4. Disclaimer of Warranty
The services, including without limitation, all products and services displayed or offered in this agreement are provided to the client on an ‘as is’ basis and without warranty of any kind. Eightball Media disclaims all warranties, express or implied, with respect to each of the foregoing, without limitation, any warranty of merchantability, fitness for a particular purpose, non-infringement, or arising from a course of dealing. Without limiting the generality of the foregoing, Eightball Media specifically disclaims any warranty that:
- the services will be uninterrupted or error-free
- defects will be corrected as soon as possible
- there are no viruses or other harmful components
- the security methods employed will be sufficient
5. Limitation of Liability
In no event shall Eightball Media be liable for damages resulting from loss of data, profits, use of any Eightball Media products or services, or for any incidental, indirect, punitive, or consequential damages in connection with this agreement or in connection with any products or services provided hereunder. In no event shall Eightball Media’s cumulative liability exceed an amount greater than one hundred dollars ($100.00).
6. Agreement
If any of the provisions, or portions thereof, of this Agreement are found to be invalid under any applicable statute or rule of law, then, that provision notwithstanding, this Agreement shall remain in full force and effect and such provision or portion thereof shall be deemed omitted. This Agreement (including the Exhibits, attachments and/or addenda, if any,) represents the entire agreement of the parties with respect of the subject matter hereof and supersedes all prior and/or contemporaneous agreements or understandings, written or oral between the parties with respect to the subject matter hereof.

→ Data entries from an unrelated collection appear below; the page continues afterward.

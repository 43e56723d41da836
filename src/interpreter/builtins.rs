use super::interpreter::Interpreter;
use crate::errors::{RuntimeError, RuntimeResult};
use crate::frontend::grammar::{is_whole_number, BuiltinFunction, Expr, ExprType};

use rand::Rng;
use std::io::Write;

impl<W: Write> Interpreter<W> {
    /// Runs a builtin on already evaluated arguments. Errors point at the
    /// line the builtin was referenced on.
    pub(super) fn call_builtin(
        &mut self,
        builtin: BuiltinFunction,
        args: Vec<Expr>,
        line_num: usize,
    ) -> RuntimeResult<Expr> {
        match builtin {
            BuiltinFunction::Print => self.builtin_print(args, line_num),
            BuiltinFunction::Input => self.builtin_input(args, line_num),
            BuiltinFunction::RandomInt => random_int(args, line_num),
            BuiltinFunction::RandomFloat => random_float(args, line_num),
            BuiltinFunction::Length => length(args, line_num),
            BuiltinFunction::Range => range(args, line_num),
            BuiltinFunction::Round => round(args, line_num),
            BuiltinFunction::Format => format(args, line_num),
        }
    }

    /// Writes the arguments on one line and returns that line as `Output`.
    fn builtin_print(&mut self, args: Vec<Expr>, line_num: usize) -> RuntimeResult<Expr> {
        let line: Vec<_> = args.iter().map(|arg| arg.to_string()).collect();
        let line = line.join(", ");
        self.write_line(&line, line_num)?;
        Ok(Expr::new(ExprType::Output(line), line_num))
    }

    fn builtin_input(&mut self, args: Vec<Expr>, line_num: usize) -> RuntimeResult<Expr> {
        let prompt = match args.as_slice() {
            [prompt] => prompt,
            _ => return Err(expected_one_argument(&args, line_num)),
        };
        let prompt = match &prompt.expr {
            ExprType::String(s) => s,
            _ => return Err(unsupported_type(prompt, "input", line_num)),
        };

        let io_error = |e: std::io::Error| {
            RuntimeError::new(line_num, format!("could not read input: {}", e))
        };

        write!(self.output, "{}", prompt)
            .and_then(|_| self.output.flush())
            .map_err(io_error)?;

        let line = self.read_line().map_err(io_error)?.unwrap_or_default();
        Ok(Expr::string(line, line_num))
    }
}

fn random_int(args: Vec<Expr>, line_num: usize) -> RuntimeResult<Expr> {
    let (start, end) = match args.as_slice() {
        [end] => (0.0, expect_number(end, "end", line_num)?),
        [start, end] => (
            expect_number(start, "start", line_num)?,
            expect_number(end, "end", line_num)?,
        ),
        _ => {
            return Err(incorrect_arg_count("1 or 2", args.len(), line_num));
        }
    };

    expect_whole(start, "start", line_num)?;
    expect_whole(end, "end", line_num)?;
    expect_ordered(start, end, line_num)?;

    let value = rand::thread_rng().gen_range(start as i64..=end as i64);
    Ok(Expr::number(value as f64, line_num))
}

fn random_float(args: Vec<Expr>, line_num: usize) -> RuntimeResult<Expr> {
    let (start, end) = match args.as_slice() {
        [] => (0.0, 1.0),
        [end] => (0.0, expect_number(end, "end", line_num)?),
        [start, end] => (
            expect_number(start, "start", line_num)?,
            expect_number(end, "end", line_num)?,
        ),
        _ => {
            return Err(incorrect_arg_count("0, 1, or 2", args.len(), line_num));
        }
    };

    expect_ordered(start, end, line_num)?;

    let value = start + (end - start) * rand::thread_rng().gen::<f64>();
    Ok(Expr::number(value, line_num))
}

fn length(args: Vec<Expr>, line_num: usize) -> RuntimeResult<Expr> {
    let collection = match args.as_slice() {
        [collection] => collection,
        _ => return Err(expected_one_argument(&args, line_num)),
    };

    let len = match &collection.expr {
        ExprType::String(s) => s.chars().count(),
        ExprType::List(values) => values.borrow().len(),
        _ => return Err(unsupported_type(collection, "len", line_num)),
    };
    Ok(Expr::number(len as f64, line_num))
}

/// Builds the whole list eagerly. The sign of `step` must move `start`
/// towards `end`.
fn range(args: Vec<Expr>, line_num: usize) -> RuntimeResult<Expr> {
    let (start, end, step) = match args.as_slice() {
        [end] => (0.0, expect_number(end, "end", line_num)?, 1.0),
        [start, end] => (
            expect_number(start, "start", line_num)?,
            expect_number(end, "end", line_num)?,
            1.0,
        ),
        [start, end, step] => (
            expect_number(start, "start", line_num)?,
            expect_number(end, "end", line_num)?,
            expect_number(step, "step", line_num)?,
        ),
        _ => {
            return Err(incorrect_arg_count("1, 2, or 3", args.len(), line_num));
        }
    };

    if step == 0.0 {
        return Err(RuntimeError::new(line_num, "step cannot be 0"));
    }
    if start > end && step > 0.0 {
        return Err(RuntimeError::new(
            line_num,
            "step value must be negative if start value is greater than end value",
        ));
    }
    if start < end && step < 0.0 {
        return Err(RuntimeError::new(
            line_num,
            "step value must be positive if start value is less than end value",
        ));
    }

    let ascending = start < end;
    let mut values = vec![];
    let mut next_value = start;
    while (ascending && next_value < end) || (!ascending && next_value > end) {
        values.push(Expr::number(next_value, line_num));
        next_value += step;
    }

    Ok(Expr::list(values, line_num))
}

/// Rounds half away from zero.
fn round(args: Vec<Expr>, line_num: usize) -> RuntimeResult<Expr> {
    let (number, round_to) = match args.as_slice() {
        [number, round_to] => (
            expect_number(number, "number", line_num)?,
            expect_number(round_to, "round_to", line_num)?,
        ),
        _ => return Err(incorrect_arg_count("2", args.len(), line_num)),
    };

    expect_whole(round_to, "round_to", line_num)?;
    if round_to < 0.0 {
        return Err(RuntimeError::new(
            line_num,
            "round_to must be greater than or equal to 0",
        ));
    }

    // Exact halves go to the even neighbour.
    let factor = 10f64.powf(round_to);
    Ok(Expr::number((number * factor).round_ties_even() / factor, line_num))
}

/// Replaces `$0`, `$1`, ... in the format string with the remaining
/// arguments. Strings are inserted without quotes.
fn format(args: Vec<Expr>, line_num: usize) -> RuntimeResult<Expr> {
    let (format_string, rest) = match args.split_first() {
        Some(split) => split,
        None => {
            return Err(RuntimeError::new(
                line_num,
                "incorrect number of arguments. Excepted at least 1 argument, but got 0.",
            ))
        }
    };

    let mut formatted = match &format_string.expr {
        ExprType::String(s) => s.clone(),
        _ => {
            return Err(RuntimeError::new(
                line_num,
                format!("expected String, got {}", format_string.type_name()),
            ))
        }
    };

    for (i, arg) in rest.iter().enumerate() {
        let replacement = match &arg.expr {
            ExprType::String(s) => s.clone(),
            _ => arg.to_string(),
        };
        formatted = formatted.replace(&format!("${}", i), &replacement);
    }

    Ok(Expr::string(formatted, format_string.line_num))
}

fn expect_number(value: &Expr, name: &str, line_num: usize) -> RuntimeResult<f64> {
    match value.expr {
        ExprType::Number(n) => Ok(n),
        _ => Err(RuntimeError::new(
            line_num,
            format!("expected Number for {}, got {}", name, value.type_name()),
        )),
    }
}

fn expect_whole(value: f64, name: &str, line_num: usize) -> RuntimeResult<()> {
    if is_whole_number(value) {
        Ok(())
    } else {
        Err(RuntimeError::new(
            line_num,
            format!("{} must be a whole number", name),
        ))
    }
}

fn expect_ordered(start: f64, end: f64, line_num: usize) -> RuntimeResult<()> {
    if end < start {
        let (start, end) = (Expr::number(start, line_num), Expr::number(end, line_num));
        return Err(RuntimeError::new(
            line_num,
            format!("end ({}) must be greater than start ({})", end, start),
        ));
    }
    Ok(())
}

fn incorrect_arg_count(expected: &str, got: usize, line_num: usize) -> RuntimeError {
    RuntimeError::new(
        line_num,
        format!(
            "incorrect number of arguments. Excepts {} arguments, but got {}",
            expected, got
        ),
    )
}

fn expected_one_argument(args: &[Expr], line_num: usize) -> RuntimeError {
    RuntimeError::new(
        line_num,
        format!("expected 1 argument, got {}", args.len()),
    )
}

fn unsupported_type(value: &Expr, builtin: &str, line_num: usize) -> RuntimeError {
    RuntimeError::new(
        line_num,
        format!(
            "unsupported type {} for built-in function {}",
            value.type_name(),
            builtin
        ),
    )
}

#[cfg(test)]
mod tests {
    use super::*;
    use crate::frontend::{parse_source, Vocabulary};
    use crate::interpreter::Environment;
    use ::more_asserts::*;
    use std::io::{self, Cursor};

    fn run_with_input(source: &str, input: &str) -> (Vec<String>, String) {
        let input = Box::new(Cursor::new(input.as_bytes().to_vec()));
        let mut interpreter = Interpreter::with_io(Environment::new(), vec![], input);
        let stmts = parse_source(source, &Vocabulary::default()).unwrap();
        let results = interpreter
            .eval_statements(&stmts)
            .iter()
            .map(|e| e.to_string())
            .collect();
        let output = String::from_utf8(interpreter.into_output()).unwrap();
        (results, output)
    }

    fn eval(source: &str) -> String {
        let (mut results, _) = run_with_input(source, "");
        results.pop().unwrap()
    }

    fn eval_number(source: &str) -> f64 {
        eval(source).parse().unwrap()
    }

    #[test]
    fn test_print() {
        let (results, output) = run_with_input("print <- (1, \"a\", (true,));", "");
        assert_eq!(results, vec!["1, \"a\", (true)"]);
        assert_eq!(output, "1, \"a\", (true)\n");

        let (results, output) = run_with_input("print <- ();", "");
        assert_eq!(results, vec![""]);
        assert_eq!(output, "\n");
    }

    #[test]
    fn test_print_returns_output() {
        let mut interpreter =
            Interpreter::with_io(Environment::new(), vec![], Box::new(io::empty()));
        let stmts = parse_source("print <- (1, true);", &Vocabulary::default()).unwrap();
        let results = interpreter.eval_statements(&stmts);

        assert_eq!(
            results,
            vec![Expr::new(ExprType::Output("1, true".to_owned()), 1)]
        );
    }

    #[test]
    fn test_input() {
        let (results, output) = run_with_input("name = input <- (\"name? \",);", "Ada\nrest\n");
        assert_eq!(results, vec!["\"Ada\""]);
        assert_eq!(output, "name? ");

        assert_eq!(
            eval("input <- (1,);"),
            "Error at line 1: unsupported type Number for built-in function input"
        );
        assert_eq!(eval("input <- ();"), "Error at line 1: expected 1 argument, got 0");
    }

    #[test]
    fn test_randint() {
        for _ in 0..20 {
            let value = eval_number("randint <- (3, 5);");
            assert_ge!(value, 3.0);
            assert_le!(value, 5.0);
        }
        assert_eq!(eval_number("randint <- (0,);"), 0.0);
        assert_eq!(
            eval("randint <- (5, 3);"),
            "Error at line 1: end (3) must be greater than start (5)"
        );
        assert_eq!(
            eval("randint <- (1.5, 3);"),
            "Error at line 1: start must be a whole number"
        );
        assert_eq!(
            eval("randint <- ();"),
            "Error at line 1: incorrect number of arguments. Excepts 1 or 2 arguments, but got 0"
        );
    }

    #[test]
    fn test_randfloat() {
        for _ in 0..20 {
            let value = eval_number("randfloat <- ();");
            assert_ge!(value, 0.0);
            assert_lt!(value, 1.0);

            let value = eval_number("randfloat <- (2.5, 3);");
            assert_ge!(value, 2.5);
            assert_le!(value, 3.0);
        }
        assert_eq!(
            eval("randfloat <- (\"a\",);"),
            "Error at line 1: expected Number for end, got String"
        );
    }

    #[test]
    fn test_len() {
        assert_eq!(eval("len <- (\"héllo\",);"), "5");
        assert_eq!(eval("len <- ((1, 2, 3),);"), "3");
        assert_eq!(
            eval("len <- (1,);"),
            "Error at line 1: unsupported type Number for built-in function len"
        );
        assert_eq!(eval("len <- (1, 2);"), "Error at line 1: expected 1 argument, got 2");
    }

    #[test]
    fn test_range() {
        assert_eq!(eval("range <- (0,);"), "()");
        assert_eq!(eval("range <- (1,);"), "(0)");
        assert_eq!(eval("range <- (1, 3);"), "(1, 2)");
        assert_eq!(eval("range <- (5, 0, -2);"), "(5, 3, 1)");
        assert_eq!(eval("range <- (0, 1, 0.25);"), "(0, 0.25, 0.5, 0.75)");
        assert_eq!(
            eval("range <- (1, 2, -1);"),
            "Error at line 1: step value must be positive if start value is less than end value"
        );
        assert_eq!(
            eval("range <- (2, 1, 1);"),
            "Error at line 1: step value must be negative if start value is greater than end value"
        );
        assert_eq!(eval("range <- (1, 2, 0);"), "Error at line 1: step cannot be 0");
        assert_eq!(
            eval("range <- (1, \"2\");"),
            "Error at line 1: expected Number for end, got String"
        );
    }

    #[test]
    fn test_round() {
        assert_eq!(eval("round <- (3.14159, 2);"), "3.14");
        assert_eq!(eval("round <- (3.14159, 0);"), "3");
        assert_eq!(eval("round <- (2.5, 0);"), "2");
        assert_eq!(eval("round <- (3.5, 0);"), "4");
        assert_eq!(eval("round <- (-2.5, 0);"), "-2");
        assert_eq!(eval("round <- (0.125, 2);"), "0.12");
        assert_eq!(eval("round <- (0.375, 2);"), "0.38");
        assert_eq!(
            eval("round <- (1, -1);"),
            "Error at line 1: round_to must be greater than or equal to 0"
        );
        assert_eq!(eval("round <- (1, 0.5);"), "Error at line 1: round_to must be a whole number");
        assert_eq!(
            eval("round <- (1,);"),
            "Error at line 1: incorrect number of arguments. Excepts 2 arguments, but got 1"
        );
    }

    #[test]
    fn test_format() {
        assert_eq!(
            eval("format <- (\"$0 + $1 = $2\", 1, 2, \"three\");"),
            "\"1 + 2 = three\""
        );
        assert_eq!(eval("format <- (\"none\",);"), "\"none\"");
        assert_eq!(
            eval("format <- ();"),
            "Error at line 1: incorrect number of arguments. Excepted at least 1 argument, but got 0."
        );
        assert_eq!(eval("format <- (1,);"), "Error at line 1: expected String, got Number");
    }
}
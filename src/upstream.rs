use std::time::{Duration, Instant};

use axum::{
    body::{Body, to_bytes},
    extract::Request,
    http::{HeaderMap, header},
    response::Response,
};
use tracing::debug;

use crate::config::normalize_upstream;
use crate::error::AppError;
use crate::metrics::UPSTREAM_LATENCY;

pub const MAX_BODY_BYTES: usize = 2 * 1024 * 1024;

// Headers that describe one hop and must not be relayed
const HOP_BY_HOP: [header::HeaderName; 8] = [
    header::CONNECTION,
    header::PROXY_AUTHENTICATE,
    header::PROXY_AUTHORIZATION,
    header::TE,
    header::TRAILER,
    header::TRANSFER_ENCODING,
    header::UPGRADE,
    header::CONTENT_LENGTH,
];

fn strip_hop_by_hop(headers: &mut HeaderMap) {
    for name in HOP_BY_HOP.iter() {
        headers.remove(name);
    }
    headers.remove("keep-alive");
}

/// The Nervi application that admitted requests are relayed to.
pub struct Upstream {
    client: reqwest::Client,
    base_url: String,
}

impl Upstream {
    pub fn new(url: &str, timeout: Duration) -> Result<Self, AppError> {
        let base_url = normalize_upstream(url)?;
        let client = reqwest::Client::builder().timeout(timeout).build()?;
        Ok(Self { client, base_url })
    }

    pub fn base_url(&self) -> &str {
        &self.base_url
    }

    /// Relay `req` verbatim and hand back whatever the upstream answered.
    pub async fn forward(&self, req: Request) -> Result<Response, AppError> {
        let (parts, body) = req.into_parts();
        let body = to_bytes(body, MAX_BODY_BYTES)
            .await
            .map_err(|e| AppError::Body(e.to_string()))?;

        let path = parts
            .uri
            .path_and_query()
            .map(|pq| pq.as_str())
            .unwrap_or("/");
        let url = format!("{}{}", self.base_url, path);

        let mut headers = parts.headers;
        strip_hop_by_hop(&mut headers);
        headers.remove(header::HOST);

        debug!("Forwarding {} {}", parts.method, url);
        let start_time = Instant::now();

        let res = self
            .client
            .request(parts.method, url)
            .headers(headers)
            .body(body)
            .send()
            .await?;

        let status = res.status();
        let mut res_headers = res.headers().clone();
        strip_hop_by_hop(&mut res_headers);
        let bytes = res.bytes().await?;

        UPSTREAM_LATENCY.observe(start_time.elapsed().as_secs_f64());

        let mut response = Response::new(Body::from(bytes));
        *response.status_mut() = status;
        *response.headers_mut() = res_headers;
        Ok(response)
    }
}
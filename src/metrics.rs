use lazy_static::lazy_static;
use prometheus::{
    Counter, Gauge, Histogram, IntCounterVec, register_counter, register_gauge,
    register_histogram, register_int_counter_vec,
};


lazy_static! {
    pub static ref REQUEST_TOTAL: Counter =
        register_counter!("nervi_guard_requests_total", "Total number of guarded requests").unwrap();
    pub static ref RATE_LIMITED_TOTAL: IntCounterVec = register_int_counter_vec!(
        "nervi_guard_rate_limited_total",
        "Requests denied by the rate limiter",
        &["endpoint"]
    )
    .unwrap();
    pub static ref UPSTREAM_ERRORS: Counter =
        register_counter!("nervi_guard_upstream_errors_total", "Failed upstream calls").unwrap();
    pub static ref UPSTREAM_LATENCY: Histogram = register_histogram!(
        "nervi_guard_upstream_latency_seconds",
        "Upstream latency in seconds"
    )
    .unwrap();
    pub static ref ACTIVE_ENTRIES: Gauge =
        register_gauge!("nervi_guard_rate_limit_entries", "Live rate limit entries after the last sweep").unwrap();
}
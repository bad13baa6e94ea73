use serde::{Deserialize, Serialize};

// Body of a 429 response
#[derive(Debug, Deserialize, Serialize, Clone)]
#[serde(rename_all = "camelCase")]
pub struct RateLimitedBody {
    pub error: String,
    pub retry_after: u64,
}

#[derive(Debug, Deserialize, Serialize, Clone)]
pub struct ErrorBody {
    pub error: String,
}

#[derive(Debug, Deserialize, Serialize, Clone)]
pub struct HealthResponse {
    pub status: String,
    pub timestamp: String,
}
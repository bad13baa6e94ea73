use std::sync::Arc;

use axum::{
    Json,
    extract::{Request, State},
    http::{HeaderMap, HeaderName, HeaderValue, StatusCode, header},
    middleware::Next,
    response::{IntoResponse, Response},
};
use chrono::SecondsFormat;
use tracing::warn;

use crate::client::{client_identifier, mask_identifier};
use crate::metrics::{RATE_LIMITED_TOTAL, REQUEST_TOTAL};
use crate::models::RateLimitedBody;
use crate::presets::Preset;
use crate::rate_limit::{RateLimitDecision, RateLimiter};

pub const X_RATELIMIT_LIMIT: HeaderName = HeaderName::from_static("x-ratelimit-limit");
pub const X_RATELIMIT_REMAINING: HeaderName = HeaderName::from_static("x-ratelimit-remaining");
pub const X_RATELIMIT_RESET: HeaderName = HeaderName::from_static("x-ratelimit-reset");

pub const RATE_LIMITED_MESSAGE: &str = "Too many requests. Please try again later.";

/// Middleware state: which limiter, and which preset this route uses.
#[derive(Clone)]
pub struct Guard {
    pub limiter: Arc<RateLimiter>,
    pub preset: Preset,
}

impl Guard {
    pub fn new(limiter: Arc<RateLimiter>, preset: Preset) -> Self {
        Self { limiter, preset }
    }
}

/// 429 response for a denied request.
#[derive(Debug)]
pub struct RateLimited(pub RateLimitDecision);

impl IntoResponse for RateLimited {
    fn into_response(self) -> Response {
        let decision = self.0;
        let retry_after = decision.retry_after_secs();

        let body = RateLimitedBody {
            error: RATE_LIMITED_MESSAGE.to_string(),
            retry_after,
        };
        let mut response = (StatusCode::TOO_MANY_REQUESTS, Json(body)).into_response();

        let headers = response.headers_mut();
        headers.insert(header::RETRY_AFTER, HeaderValue::from(retry_after));
        headers.insert(X_RATELIMIT_LIMIT, HeaderValue::from(decision.limit));
        headers.insert(X_RATELIMIT_REMAINING, HeaderValue::from(0u32));
        let reset = decision
            .reset_at_utc()
            .to_rfc3339_opts(SecondsFormat::Millis, true);
        if let Ok(value) = HeaderValue::from_str(&reset) {
            headers.insert(X_RATELIMIT_RESET, value);
        }

        response
    }
}

fn set_limit_headers(headers: &mut HeaderMap, decision: &RateLimitDecision) {
    headers.insert(X_RATELIMIT_LIMIT, HeaderValue::from(decision.limit));
    headers.insert(X_RATELIMIT_REMAINING, HeaderValue::from(decision.remaining));
}

// Rate limit check in front of a route; denied requests never reach `next`
pub async fn rate_limit_middleware(
    State(guard): State<Guard>,
    req: Request,
    next: Next,
) -> Response {
    REQUEST_TOTAL.inc();

    let identifier = client_identifier(req.headers());
    let decision = guard.limiter.check_preset(&identifier, guard.preset);

    if !decision.allowed {
        RATE_LIMITED_TOTAL
            .with_label_values(&[guard.preset.name()])
            .inc();
        warn!(
            target: "security",
            event = "rate_limit_exceeded",
            endpoint = %guard.preset,
            client = %mask_identifier(&identifier),
            retry_after = decision.retry_after_secs(),
            "Rate limit exceeded"
        );
        return RateLimited(decision).into_response();
    }

    let mut response = next.run(req).await;
    set_limit_headers(response.headers_mut(), &decision);
    response
}
pub mod client;
pub mod config;
pub mod error;
pub mod handlers;
pub mod logging;
pub mod metrics;
pub mod models;
pub mod presets;
pub mod rate_limit;
pub mod router;
pub mod state;
pub mod upstream;
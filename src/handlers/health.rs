use axum::{Json, response::IntoResponse};

use crate::models::HealthResponse;

// health handler
pub async fn health_handler() -> impl IntoResponse {
    Json(HealthResponse {
        status: "healthy".to_string(),
        timestamp: chrono::Utc::now().to_rfc3339(),
    })
}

This Agreement and the rights granted and obligations undertaken hereunder may not be transferred, assigned or delegated in any manner by Client, but may be so transferred, assigned or delegated by Eightball Media. Any waiver or any provision of this Agreement, or a delay by any party in the enforcement of any right hereunder, shall neither be construed as a continuing waiver nor create an expectation of non-enforcement of that or any other provision or right. In any legal proceeding between the parties under this Agreement, the prevailing party shall be entitled to recover its costs, expenses and reasonable attorneys’ fees.
This Agreement is made under and shall be governed by the laws of Australia, except with regard to its conflict of law rules. This Agreement and Eightball Media’s policies are subject to change by Eightball Media without notice. Continued usage of the Services after a change to this Agreement by Eightball Media or after a new policy is implemented and posted on the Eightball Media Site constitutes your acceptance of such change or policy. We encourage you to regularly check the Eightball Media Site for any changes or additions.